Подъем статуса литературы в общественном сознании естественно сопровождался изменением общественного положения литератора. Если еще в XVIII веке писатель был зависим от покровителя-мецената, и даже Вольтера могли избить слуги обиженного им аристократа, то в демократическом XIX веке автор становится зависим от своей репутации, от мнения читателя. С нашей точки зрения, на художника все больше начинают давить законы рынка, а с точки зрения современников, писатель приобретает личную независимость, автономность, что также способствовало становлению представления о литературе как о ядре культуры Логоса, высшем продукте духовной деятельности человека. В этом процессе трансформаций социальных функций литературы отразились бурные преобразования во всех сферах молодого капиталистического общества.
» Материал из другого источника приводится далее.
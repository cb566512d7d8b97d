use crate::CLAP_STYLING;
use clap::{arg, command};
use url::Url;

pub fn command_argument_builder() -> clap::Command {
    clap::Command::new("seolens")
        .version(env!("CARGO_PKG_VERSION"))
        .bin_name("seolens")
        .styles(CLAP_STYLING)
        .arg(arg!(-q --"quiet" "Suppress banner and non-essential output").required(false))
        .subcommand_required(false)
        .subcommand(
            command!("audit")
                .about("Run an SEO audit for a single URL and render the results")
                .arg(
                    arg!(-u --"url" <URL>)
                        .required(true)
                        .help("The URL to audit"),
                )
                .arg(
                    arg!(-s --"server" <URL>)
                        .required(false)
                        .help("Base URL of the audit backend")
                        .value_parser(clap::value_parser!(Url))
                        .default_value("http://127.0.0.1:8000/"),
                )
                .arg(
                    arg!(--"timeout" <SECONDS>)
                        .required(false)
                        .help("Request timeout in seconds")
                        .value_parser(clap::value_parser!(u64))
                        .default_value("30"),
                )
                .arg(
                    arg!(-o --"output" <PATH>)
                        .required(false)
                        .help("Export the plain-text report to this path")
                        .value_parser(clap::value_parser!(std::path::PathBuf)),
                )
                .arg(
                    arg!(--"export")
                        .required(false)
                        .help("Export the report as seo-audit-<date>.txt in the current directory")
                        .action(clap::ArgAction::SetTrue)
                        .conflicts_with("output"),
                )
                .arg(
                    arg!(--"no-progress")
                        .required(false)
                        .help("Disable the progress bar")
                        .action(clap::ArgAction::SetTrue),
                ),
        )
        .subcommand(
            command!("shell")
                .about(
                    "Start an interactive session: audit URLs, export reports and start \
                over without leaving the prompt",
                )
                .arg(
                    arg!(-s --"server" <URL>)
                        .required(false)
                        .help("Base URL of the audit backend")
                        .value_parser(clap::value_parser!(Url))
                        .default_value("http://127.0.0.1:8000/"),
                )
                .arg(
                    arg!(--"timeout" <SECONDS>)
                        .required(false)
                        .help("Request timeout in seconds")
                        .value_parser(clap::value_parser!(u64))
                        .default_value("30"),
                ),
        )
}
use seolens::commands::command_argument_builder;
use seolens::handlers;
use seolens_core::print_banner;

#[tokio::main]
async fn main() {
    let cmd = command_argument_builder();
    let chosen_command = cmd.get_matches();
    let quiet = chosen_command.get_flag("quiet");

    // Show banner unless --quiet flag is set
    if !quiet {
        print_banner();
    }

    match chosen_command.subcommand() {
        None => {
            // No subcommand provided, just show the banner
        }
        Some(("audit", primary_command)) => handlers::handle_audit(primary_command).await,
        Some(("shell", primary_command)) => {
            if let Err(e) = handlers::handle_shell(primary_command).await {
                eprintln!("Error running shell: {}", e);
                std::process::exit(1);
            }
        }
        _ => unreachable!("clap should ensure we don't get here"),
    }
}
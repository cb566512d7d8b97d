// Plain-text report generation from the retained view model. The export
// reads the same view the renderer was given, never the rendered output, so
// the two cannot drift apart.

use crate::view::AuditView;
use chrono::NaiveDate;
use seolens_client::result::CheckStatus;
use std::fs::File;
use std::io::Write;
use std::path::Path;

const PASSED_GLYPH: char = '✓';
const FAILED_GLYPH: char = '✗';

pub fn generate_text_report(view: &AuditView) -> String {
    let mut report = String::new();

    // Header
    report.push_str(&"=".repeat(60));
    report.push('\n');
    report.push_str("                    SEO AUDIT REPORT\n");
    report.push_str(&"=".repeat(60));
    report.push_str("\n\n");

    report.push_str(&format!("URL: {}\n", view.url));
    report.push_str(&format!("Date: Analyzed on {}\n", view.analyzed_at));
    report.push_str(&format!(
        "Overall Score: {}/{}\n\n",
        view.score.passed,
        view.score.total()
    ));

    report.push_str("SEO CHECK RESULTS:\n");
    report.push_str(&"-".repeat(30));
    report.push('\n');

    for tile in &view.checks {
        let (glyph, status) = match tile.status {
            CheckStatus::Passed => (PASSED_GLYPH, "PASSED"),
            CheckStatus::Failed => (FAILED_GLYPH, "FAILED"),
        };
        report.push_str(&format!("{} {}: {}\n", glyph, tile.name, status));
        if let Some(details) = &tile.details {
            report.push_str(&format!("   Details: {}\n", details));
        }
        report.push('\n');
    }

    report.push_str("PAGE STATISTICS:\n");
    report.push_str(&"-".repeat(30));
    report.push('\n');

    for stat in &view.stats {
        report.push_str(&format!("{}: {}\n", stat.label, stat.value));
    }

    // Footer
    report.push('\n');
    report.push_str(&"=".repeat(60));
    report.push('\n');
    report.push_str("Report generated by SEO Audit Tool\n");

    report
}

/// Default export filename for a given date: `seo-audit-YYYY-MM-DD.txt`.
pub fn report_filename(date: NaiveDate) -> String {
    format!("seo-audit-{}.txt", date.format("%Y-%m-%d"))
}

pub fn save_report(content: &str, path: &Path) -> std::io::Result<()> {
    let mut file = File::create(path)?;
    file.write_all(content.as_bytes())?;
    Ok(())
}
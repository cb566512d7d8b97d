// Tests for plain-text report generation and export

use chrono::NaiveDate;
use seolens_client::result::{AuditResult, CheckStatus};
use seolens_core::report::{generate_text_report, report_filename, save_report};
use seolens_core::view::AuditView;

fn sample_result() -> AuditResult {
    serde_json::from_value(serde_json::json!({
        "url": "https://example.com",
        "timestamp": "2026-08-06T14:30:00Z",
        "checks": {
            "title_tag": { "status": "passed", "details": "Title tag present with 45 characters" },
            "meta_description": {
                "status": "failed",
                "details": "Meta description missing",
                "issue": "No meta description tag found on the page",
                "recommendation": "Add a compelling meta description"
            },
            "h1_tag": { "status": "passed" },
            "keyword_density": { "status": "failed", "issue": "Primary keyword density is too low" },
            "broken_links": { "status": "passed", "details": "No broken links detected" }
        },
        "page_info": {
            "title_length": 45,
            "meta_description_length": 0,
            "word_count": 850,
            "images_count": 8,
            "load_time": 2.3
        }
    }))
    .expect("sample payload deserializes")
}

#[test]
fn test_report_banner_and_header_lines() {
    let view = AuditView::from_result(&sample_result());
    let report = generate_text_report(&view);

    let banner = "=".repeat(60);
    assert!(report.starts_with(&banner));
    assert!(report.contains("                    SEO AUDIT REPORT"));
    assert!(report.contains("URL: https://example.com"));
    assert!(report.contains("Date: Analyzed on August 6, 2026, 02:30 PM"));
    assert!(report.ends_with("Report generated by SEO Audit Tool\n"));
}

#[test]
fn test_report_score_line_uses_passed_over_total() {
    let view = AuditView::from_result(&sample_result());
    let report = generate_text_report(&view);

    // 3 passed, 2 failed out of the 5 recognized checks in the response.
    assert!(report.contains("Overall Score: 3/5"));
}

#[test]
fn test_report_glyphs_every_check_line() {
    let view = AuditView::from_result(&sample_result());
    let report = generate_text_report(&view);

    assert!(report.contains("✓ Title Tag: PASSED"));
    assert!(report.contains("✗ Meta Description: FAILED"));
    assert!(report.contains("✓ H1 Tag: PASSED"));
    assert!(report.contains("✗ Keyword Density: FAILED"));
    assert!(report.contains("✓ Broken Links: PASSED"));
}

#[test]
fn test_report_details_line_only_when_present() {
    let view = AuditView::from_result(&sample_result());
    let report = generate_text_report(&view);

    assert!(report.contains("   Details: Title tag present with 45 characters"));

    // h1_tag came back without details; its line has no Details follower.
    let after_h1 = report.split("✓ H1 Tag: PASSED\n").nth(1).unwrap();
    assert!(after_h1.starts_with('\n'));
}

#[test]
fn test_report_preserves_render_order() {
    let view = AuditView::from_result(&sample_result());
    let report = generate_text_report(&view);

    // One glyphed line per rendered tile, in the same order as rendered.
    let mut cursor = 0;
    for tile in &view.checks {
        let glyph = if tile.status == CheckStatus::Passed { '✓' } else { '✗' };
        let line = format!("{} {}:", glyph, tile.name);
        let position = report[cursor..]
            .find(&line)
            .unwrap_or_else(|| panic!("line not found in order: {}", line));
        cursor += position + line.len();
    }
}

#[test]
fn test_report_statistics_section() {
    let view = AuditView::from_result(&sample_result());
    let report = generate_text_report(&view);

    assert!(report.contains("PAGE STATISTICS:"));
    assert!(report.contains("Page Title Length: 45"));
    assert!(report.contains("Word Count: 850"));
    assert!(report.contains("Load Time: 2.3"));
    // Zero and absent values both export as N/A.
    assert!(report.contains("Meta Description Length: N/A"));
    assert!(report.contains("Internal Links: N/A"));
}

#[test]
fn test_report_filename_format() {
    let date = NaiveDate::from_ymd_opt(2026, 8, 6).unwrap();
    assert_eq!(report_filename(date), "seo-audit-2026-08-06.txt");

    let date = NaiveDate::from_ymd_opt(2025, 1, 9).unwrap();
    assert_eq!(report_filename(date), "seo-audit-2025-01-09.txt");
}

#[test]
fn test_save_report_writes_the_exact_content() {
    let view = AuditView::from_result(&sample_result());
    let report = generate_text_report(&view);

    let dir = tempfile::tempdir().unwrap();
    let path = dir.path().join("seo-audit-2026-08-06.txt");
    save_report(&report, &path).unwrap();

    let written = std::fs::read_to_string(&path).unwrap();
    assert_eq!(written, report);
}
Вернемся, однако, еще раз к последствиям реформ в сфере образования, поскольку оно затрагивает всех членов общества и является, наряду с семьей, главным инструментом нормализации и социализации личности, важнейшей частью культурных механизмов социума. К середине XIX века образование стало самым доступным и распространенным средством социальной мобильности. При этом в национальных системах европейского образования доля классического филологического образования, требующего знания древних языков и античной философии, неуклонно сокращалась, а в учебных заведениях нового типа – политехникумах и реальных училищах – гуманитарная составляющая образования оказалась представлена не латынью и греческим, как это было принято в гимназиях и университетах, а курсами по новой дисциплине – истории национальной литературы.
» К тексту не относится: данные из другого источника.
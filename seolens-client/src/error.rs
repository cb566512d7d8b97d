use thiserror::Error;

#[derive(Error, Debug)]
pub enum AuditError {
    #[error("HTTP request failed: {0}")]
    Http(#[from] reqwest::Error),

    #[error("Invalid URL: {0}")]
    InvalidUrl(String),

    #[error("Server error: {0}")]
    Server(String),

    #[error("IO error: {0}")]
    Io(#[from] std::io::Error),
}

impl AuditError {
    /// Message suitable for showing to the user. Connection-level failures
    /// collapse into a single generic connectivity line; everything else
    /// keeps its display form.
    pub fn user_message(&self) -> String {
        match self {
            AuditError::Http(e) if e.is_connect() || e.is_timeout() => {
                "Network error - please check your connection".to_string()
            }
            other => other.to_string(),
        }
    }
}

pub type Result<T> = std::result::Result<T, AuditError>;
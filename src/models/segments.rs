use serde::Serialize;
use std::collections::BTreeMap;

use crate::es::api::IndexSegments;
use crate::utils::{format_bytes, format_number};

/// Jedna fyzická kopie shardu v přehledové tabulce
#[derive(Debug, Serialize, Clone, PartialEq, Eq)]
pub struct ShardSummary {
    pub id: String,
    pub primary: bool,
    pub node: Option<String>,
}

impl ShardSummary {
    /// "p" pro primary, "r" pro repliku
    pub fn prirep(&self) -> &'static str {
        if self.primary {
            "p"
        } else {
            "r"
        }
    }

    pub fn node_label(&self) -> &str {
        self.node.as_deref().unwrap_or("unassigned")
    }
}

/// Jeden index se součtem segment memory přes všechny jeho shardy
#[derive(Debug, Serialize, Clone, PartialEq, Eq)]
pub struct IndexGroup {
    pub index: String,
    pub memory: u64,
    pub shards: Vec<ShardSummary>,
}

/// Souhrnné statistiky pro hlavičku stránky
#[derive(Debug, Serialize, Clone, PartialEq, Eq)]
pub struct SegmentTotals {
    pub indices: usize,
    pub shard_instances: usize,
    pub memory_bytes: u64,
}

impl SegmentTotals {
    pub fn from_groups(groups: &[IndexGroup]) -> Self {
        Self {
            indices: groups.len(),
            shard_instances: groups.iter().map(|g| g.shards.len()).sum(),
            memory_bytes: groups.iter().map(|g| g.memory).sum(),
        }
    }

    /// Vrátí celkovou memory jako human-readable formát
    pub fn memory_formatted(&self) -> String {
        format_bytes(self.memory_bytes)
    }

    /// Vrátí celkovou memory v bytech s oddělovači
    pub fn memory_bytes_formatted(&self) -> String {
        format_number(self.memory_bytes)
    }
}

/// Sečte segment memory per shard a per index a seřadí indexy
/// vzestupně podle celkové memory. Řazení je stabilní - indexy se
/// stejnou memory zůstávají v pořadí vstupní iterace.
pub fn aggregate(indices: &BTreeMap<String, IndexSegments>) -> Vec<IndexGroup> {
    let mut groups: Vec<IndexGroup> = indices
        .iter()
        .map(|(name, index)| {
            let mut memory: u64 = 0;
            let mut shards = Vec::new();

            for (shard_id, instances) in &index.shards {
                for instance in instances {
                    memory += instance
                        .segments
                        .values()
                        .map(|segment| segment.memory_in_bytes)
                        .sum::<u64>();

                    shards.push(ShardSummary {
                        id: shard_id.clone(),
                        primary: instance.routing.primary,
                        node: instance.routing.node.clone(),
                    });
                }
            }

            IndexGroup {
                index: name.clone(),
                memory,
                shards,
            }
        })
        .collect();

    groups.sort_by_key(|group| group.memory);
    groups
}
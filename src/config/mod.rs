use std::time::Duration;

/// Defaultní host Elasticsearch clusteru
pub const DEFAULT_CLUSTER_HOST: &str = "localhost";

/// Defaultní port Elasticsearch clusteru
pub const DEFAULT_CLUSTER_PORT: u16 = 9200;

/// Defaultní port lokálního HTTP serveru
pub const DEFAULT_LISTEN_PORT: u16 = 8080;

/// Tvrdý timeout pro liveness ping clusteru
pub const PING_TIMEOUT: Duration = Duration::from_millis(1000);

/// Timeout pro všechny ostatní requesty na cluster
pub const QUERY_TIMEOUT: Duration = Duration::from_secs(10);

/// Připojení ke clusteru
#[derive(Debug, Clone)]
pub struct ClusterConfig {
    pub host: String,
    pub port: u16,
}

impl ClusterConfig {
    pub fn new(host: String, port: u16) -> Self {
        Self { host, port }
    }

    /// Vrací base URL clusteru
    pub fn base_url(&self) -> String {
        format!("http://{}:{}", self.host, self.port)
    }
}
use serde::Deserialize;
use std::collections::BTreeMap;

use super::client::{EsClient, EsError};

/// Odpověď na indices segments API (`GET /_segments`)
#[derive(Debug, Deserialize)]
pub struct SegmentsResponse {
    #[serde(default)]
    pub indices: BTreeMap<String, IndexSegments>,
}

/// Segmenty jednoho indexu, seskupené podle shard id
#[derive(Debug, Deserialize)]
pub struct IndexSegments {
    /// shard id -> záznam za každou fyzickou kopii (primary i repliky)
    #[serde(default)]
    pub shards: BTreeMap<String, Vec<ShardSegments>>,
}

/// Jedna fyzická kopie shardu na konkrétním nodu
#[derive(Debug, Deserialize)]
pub struct ShardSegments {
    #[serde(default)]
    pub routing: ShardRouting,
    #[serde(default)]
    pub segments: BTreeMap<String, Segment>,
}

#[derive(Debug, Default, Deserialize)]
pub struct ShardRouting {
    #[serde(default)]
    pub state: String,
    #[serde(default)]
    pub primary: bool,
    #[serde(default)]
    pub node: Option<String>,
}

#[derive(Debug, Deserialize)]
pub struct Segment {
    #[serde(default)]
    pub memory_in_bytes: u64,
}

impl EsClient {
    /// Získá segment statistiky všech indexů
    pub async fn segments(&self) -> Result<SegmentsResponse, EsError> {
        self.get("/_segments").await
    }
}

#[cfg(test)]
mod tests {
    use super::*;
    use serde_json::json;

    #[test]
    fn test_parse_segments_response() {
        let raw = json!({
            "_shards": { "total": 2, "successful": 2, "failed": 0 },
            "indices": {
                "logs": {
                    "shards": {
                        "0": [
                            {
                                "routing": { "state": "STARTED", "primary": true, "node": "abc123" },
                                "num_committed_segments": 1,
                                "num_search_segments": 1,
                                "segments": {
                                    "_0": { "generation": 0, "num_docs": 10, "memory_in_bytes": 2048 }
                                }
                            }
                        ]
                    }
                }
            }
        });

        let response: SegmentsResponse = serde_json::from_value(raw).unwrap();
        let index = &response.indices["logs"];
        let instance = &index.shards["0"][0];

        assert!(instance.routing.primary);
        assert_eq!(instance.routing.state, "STARTED");
        assert_eq!(instance.routing.node.as_deref(), Some("abc123"));
        assert_eq!(instance.segments["_0"].memory_in_bytes, 2048);
    }

    #[test]
    fn test_missing_memory_defaults_to_zero() {
        let raw = json!({
            "indices": {
                "logs": {
                    "shards": {
                        "0": [
                            {
                                "routing": { "state": "STARTED", "primary": false },
                                "segments": { "_0": { "generation": 0 } }
                            }
                        ]
                    }
                }
            }
        });

        let response: SegmentsResponse = serde_json::from_value(raw).unwrap();
        let instance = &response.indices["logs"].shards["0"][0];

        assert_eq!(instance.segments["_0"].memory_in_bytes, 0);
        assert_eq!(instance.routing.node, None);
    }

    #[test]
    fn test_missing_shards_and_segments_default_to_empty() {
        let raw = json!({
            "indices": {
                "empty-index": {},
                "bare-shard": {
                    "shards": { "0": [ { "routing": { "primary": true } } ] }
                }
            }
        });

        let response: SegmentsResponse = serde_json::from_value(raw).unwrap();

        assert!(response.indices["empty-index"].shards.is_empty());
        assert!(response.indices["bare-shard"].shards["0"][0].segments.is_empty());
    }

    #[test]
    fn test_empty_cluster() {
        let response: SegmentsResponse = serde_json::from_value(json!({})).unwrap();
        assert!(response.indices.is_empty());
    }
}
mod config;
mod es;
mod handlers;
mod models;
mod templates;
mod utils;

use anyhow::Result;
use axum::Router;
use clap::Parser;
use std::sync::Arc;
use tower_http::trace::TraceLayer;
use tracing_subscriber::{layer::SubscriberExt, util::SubscriberInitExt};

use es::EsClient;
use handlers::AppState;

#[derive(Parser, Debug)]
#[command(name = "segment-explorer")]
#[command(about = "Segment memory explorer pro Elasticsearch cluster", long_about = None)]
struct Args {
    /// Host Elasticsearch clusteru
    #[arg(long, default_value = config::DEFAULT_CLUSTER_HOST)]
    cluster_host: String,

    /// Port Elasticsearch clusteru
    #[arg(long, default_value_t = config::DEFAULT_CLUSTER_PORT)]
    cluster_port: u16,

    /// Host pro HTTP server
    #[arg(long, default_value = "127.0.0.1")]
    host: String,

    /// Port pro HTTP server
    #[arg(short, long, default_value_t = config::DEFAULT_LISTEN_PORT)]
    port: u16,
}

#[tokio::main]
async fn main() -> Result<()> {
    // Inicializuj logging
    tracing_subscriber::registry()
        .with(
            tracing_subscriber::EnvFilter::try_from_default_env()
                .unwrap_or_else(|_| "segment_explorer=info,tower_http=info".into()),
        )
        .with(tracing_subscriber::fmt::layer())
        .init();

    // Parse CLI argumenty
    let args = Args::parse();

    tracing::info!("Starting Segment Explorer...");

    let cluster = config::ClusterConfig::new(args.cluster_host, args.cluster_port);
    tracing::info!("Cluster endpoint: {}", cluster.base_url());

    let es = EsClient::new(cluster.base_url())?;

    // Shared state
    let state = Arc::new(AppState { es });

    let app = app(state);

    // Adresa serveru
    let addr = format!("{}:{}", args.host, args.port);
    let listener = tokio::net::TcpListener::bind(&addr).await?;

    tracing::info!("Server listening on http://{}", addr);

    // Spusť server
    axum::serve(listener, app).await?;

    Ok(())
}

/// Vytvoří axum router - každá cesta i metoda vede na stejný handler
fn app(state: Arc<AppState>) -> Router {
    Router::new()
        .fallback(handlers::segments::segments_page)
        .layer(TraceLayer::new_for_http())
        .with_state(state)
}
pub mod format;

pub use format::{format_bytes, format_number};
С точки зрения традиционалистов, эта вынужденная замена свидетельствовала о понижении уровня образования, но, с другой стороны, обязательное массовое изучение национальных литератур способствовало росту их престижа. Знание уже не только античного, но и европейского литературного канона, умение к месту процитировать в разговоре поэтическую строку или известный афоризм стало знаком принадлежности человека к образованному, т.е. привилегированному, слою. Тем самым повышалась и социальная ценность литературы, в отношении к ней появилось новое измерение: литература утвердилась как «сокровищница человеческой мудрости», как музей высших достижений человеческого духа, запечатленных в слове.

Все эти привнесенные капиталистическим обществом в литературный процесс черты к исходу XIX века стали восприниматься как естественные, искони присущие литературе: ее статус исключительного, привилегированного культурного объекта утратил новизну и перестал связываться с романтической революцией; появление массового читателя повлекло за собой зарождение рынка массовой литературы, книга из предмета роскоши, каким она всегда была ранее, превратилась во вполне доступный товар.
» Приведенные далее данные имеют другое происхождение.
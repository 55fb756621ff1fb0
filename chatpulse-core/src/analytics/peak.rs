//! Busiest day of a window and how far it stands out.
//!
//! ## Metrics Produced
//!
//! | Field | Description |
//! |-------|-------------|
//! | `peak_messages` | Highest daily `total_messages` (first occurrence wins) |
//! | `average` | Mean of every *other* day, 0 when the peak is the only day |
//! | `ratio` | `peak / average` to one decimal, 1 when `average` is 0 |
//! | `intensity` | low / medium / high / extreme from `ratio` |
//! | `improvement_percent` | `(peak - average) / average * 100`, rounded |
//! | `estimated_duration_hours` | `min(round(ratio * 2), 12)` |
//! | `peak_hour` | Busiest hour of the peak day, when hourly data exists |
//!
//! `estimated_duration_hours` is a heuristic derived from the ratio alone. It
//! is not measured from hourly activity and should be presented as an
//! estimate. `peak_hour` is the measured counterpart.

use chrono::NaiveDate;
use serde::{Deserialize, Serialize};

use super::stats::{mean, round_int, round_to};
use crate::types::DailyActivityRecord;

/// Upper bound on the duration heuristic.
const MAX_ESTIMATED_HOURS: i64 = 12;

#[derive(Debug, Clone, Copy, PartialEq, Eq, Serialize, Deserialize)]
#[serde(rename_all = "snake_case")]
pub enum PeakIntensity {
    Low,
    Medium,
    High,
    Extreme,
}

impl PeakIntensity {
    pub fn from_ratio(ratio: f64) -> Self {
        if ratio >= 5.0 {
            PeakIntensity::Extreme
        } else if ratio >= 3.0 {
            PeakIntensity::High
        } else if ratio >= 2.0 {
            PeakIntensity::Medium
        } else {
            PeakIntensity::Low
        }
    }

    pub fn as_str(&self) -> &'static str {
        match self {
            PeakIntensity::Low => "low",
            PeakIntensity::Medium => "medium",
            PeakIntensity::High => "high",
            PeakIntensity::Extreme => "extreme",
        }
    }
}

#[derive(Debug, Clone, PartialEq, Serialize, Deserialize)]
pub struct PeakResult {
    /// Date of the peak; None for an empty window
    pub date: Option<NaiveDate>,
    pub peak_messages: i64,
    pub average: f64,
    pub ratio: f64,
    pub intensity: PeakIntensity,
    pub estimated_duration_hours: i64,
    pub improvement_percent: i64,
    pub peak_hour: Option<u8>,
}

impl Default for PeakResult {
    fn default() -> Self {
        Self {
            date: None,
            peak_messages: 0,
            average: 0.0,
            ratio: 1.0,
            intensity: PeakIntensity::Low,
            estimated_duration_hours: duration_heuristic(1.0),
            improvement_percent: 0,
            peak_hour: None,
        }
    }
}

fn duration_heuristic(ratio: f64) -> i64 {
    round_int(ratio * 2.0).min(MAX_ESTIMATED_HOURS)
}

/// Find the peak day. An empty slice yields [`PeakResult::default`].
pub fn detect_peak(daily: &[DailyActivityRecord]) -> PeakResult {
    let mut peak_index: Option<usize> = None;
    for (i, record) in daily.iter().enumerate() {
        if peak_index.map_or(true, |p| record.total_messages > daily[p].total_messages) {
            peak_index = Some(i);
        }
    }
    let Some(peak_index) = peak_index else {
        return PeakResult::default();
    };
    let peak = &daily[peak_index];

    let others: Vec<f64> = daily
        .iter()
        .enumerate()
        .filter(|(i, _)| *i != peak_index)
        .map(|(_, r)| r.total_messages as f64)
        .collect();
    let average = mean(&others);
    let peak_value = peak.total_messages as f64;

    let (ratio, improvement_percent) = if average > 0.0 {
        (
            round_to(peak_value / average, 1),
            round_int((peak_value - average) / average * 100.0),
        )
    } else {
        (1.0, 0)
    };

    PeakResult {
        date: Some(peak.date),
        peak_messages: peak.total_messages,
        average,
        ratio,
        intensity: PeakIntensity::from_ratio(ratio),
        estimated_duration_hours: duration_heuristic(ratio),
        improvement_percent,
        peak_hour: peak.peak_hour(),
    }
}

#[cfg(test)]
mod tests {
    use super::*;
    use crate::dates::parse_date;
    use chrono::Duration;

    fn series(values: &[i64]) -> Vec<DailyActivityRecord> {
        let start = parse_date("2024-01-01").unwrap();
        values
            .iter()
            .enumerate()
            .map(|(i, &v)| DailyActivityRecord::new(start + Duration::days(i as i64), v, 1))
            .collect()
    }

    #[test]
    fn test_extreme_peak() {
        let result = detect_peak(&series(&[10, 10, 100, 10]));
        assert_eq!(result.peak_messages, 100);
        assert_eq!(result.date, Some(parse_date("2024-01-03").unwrap()));
        assert_eq!(result.average, 10.0);
        assert_eq!(result.ratio, 10.0);
        assert_eq!(result.intensity, PeakIntensity::Extreme);
        assert_eq!(result.improvement_percent, 900);
        assert_eq!(result.estimated_duration_hours, 12);
    }

    #[test]
    fn test_empty_is_defined_zero_result() {
        let result = detect_peak(&[]);
        assert_eq!(result, PeakResult::default());
        assert_eq!(result.date, None);
        assert_eq!(result.ratio, 1.0);
    }

    #[test]
    fn test_single_day_has_no_average() {
        let result = detect_peak(&series(&[40]));
        assert_eq!(result.peak_messages, 40);
        assert_eq!(result.average, 0.0);
        assert_eq!(result.ratio, 1.0);
        assert_eq!(result.improvement_percent, 0);
        assert_eq!(result.intensity, PeakIntensity::Low);
    }

    #[test]
    fn test_first_occurrence_wins_ties() {
        let result = detect_peak(&series(&[5, 30, 30, 5]));
        assert_eq!(result.date, Some(parse_date("2024-01-02").unwrap()));
        // average over the other three days includes the tied day
        assert!((result.average - 40.0 / 3.0).abs() < 1e-9);
    }

    #[test]
    fn test_ratio_never_below_one() {
        for values in [vec![1, 2, 3], vec![7, 7, 7], vec![0, 9, 1, 1], vec![3, 0]] {
            let result = detect_peak(&series(&values));
            if result.average > 0.0 {
                assert!(result.ratio >= 1.0, "ratio {} for {:?}", result.ratio, values);
            }
        }
    }

    #[test]
    fn test_intensity_buckets() {
        assert_eq!(PeakIntensity::from_ratio(1.9), PeakIntensity::Low);
        assert_eq!(PeakIntensity::from_ratio(2.0), PeakIntensity::Medium);
        assert_eq!(PeakIntensity::from_ratio(3.0), PeakIntensity::High);
        assert_eq!(PeakIntensity::from_ratio(4.9), PeakIntensity::High);
        assert_eq!(PeakIntensity::from_ratio(5.0), PeakIntensity::Extreme);
    }

    #[test]
    fn test_duration_heuristic_is_capped() {
        let result = detect_peak(&series(&[10, 25]));
        assert_eq!(result.ratio, 2.5);
        assert_eq!(result.estimated_duration_hours, 5);
        assert_eq!(result.intensity, PeakIntensity::Medium);
        assert_eq!(result.improvement_percent, 150);
    }

    #[test]
    fn test_peak_hour_reported() {
        let mut records = series(&[10, 50]);
        records[1].hourly_activity.insert(20, 35);
        records[1].hourly_activity.insert(8, 15);
        assert_eq!(detect_peak(&records).peak_hour, Some(20));
    }
}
В самой литературе конкурировали две равно разработанные, укорененные поэтические системы: романтизм, воплощавший иррациональное представление о мире и человеке, бескомпромиссно-критичный по отношению к буржуазной действительности с ее рационализмом, и натурализм, больше соответствовавший господствующему духу позитивизма и прогресса. Писатели XX века будут опираться на эти сложившиеся в XIX веке и ставшие автоматическими, неосознанными представления о задачах и возможностях литературы, и одновременно полемизировать с ними, предлагая иногда самые радикальные решения в опровержении этих привычных представлений, унаследованных от предыдущего века.

Предвестия литературы XX века в XIX столетии связаны в большей степени с романтической традицией, но новое качество возникнет вне рамок литературы среднего класса. Подчеркнем, что западный средний класс составлял ничтожное меньшинство населения планеты. Для огромного же большинства карты истории легли не столь благополучно. Пусть это большинство было бессильно влиять на ход событий и даже не могло выразить свою точку зрения, оно копило недовольство, глухой ропот которого был больше доступен чуткому слуху художников, чем позитивизму социологов. Эти подспудные подвижки социальной магмы проявились раньше всего в искусстве конца XIX века, в живописи импрессионизма и постимпрессионизма, в музыкальной драме Рихарда Вагнера, в творчестве тех писателей, которые почувствовали, что под незыблемым монолитом европейского буржуазного мира, под его трезвыми, монотонными буднями кроется извечный драматизм человеческого существования, зарождается опасно непредсказуемое будущее.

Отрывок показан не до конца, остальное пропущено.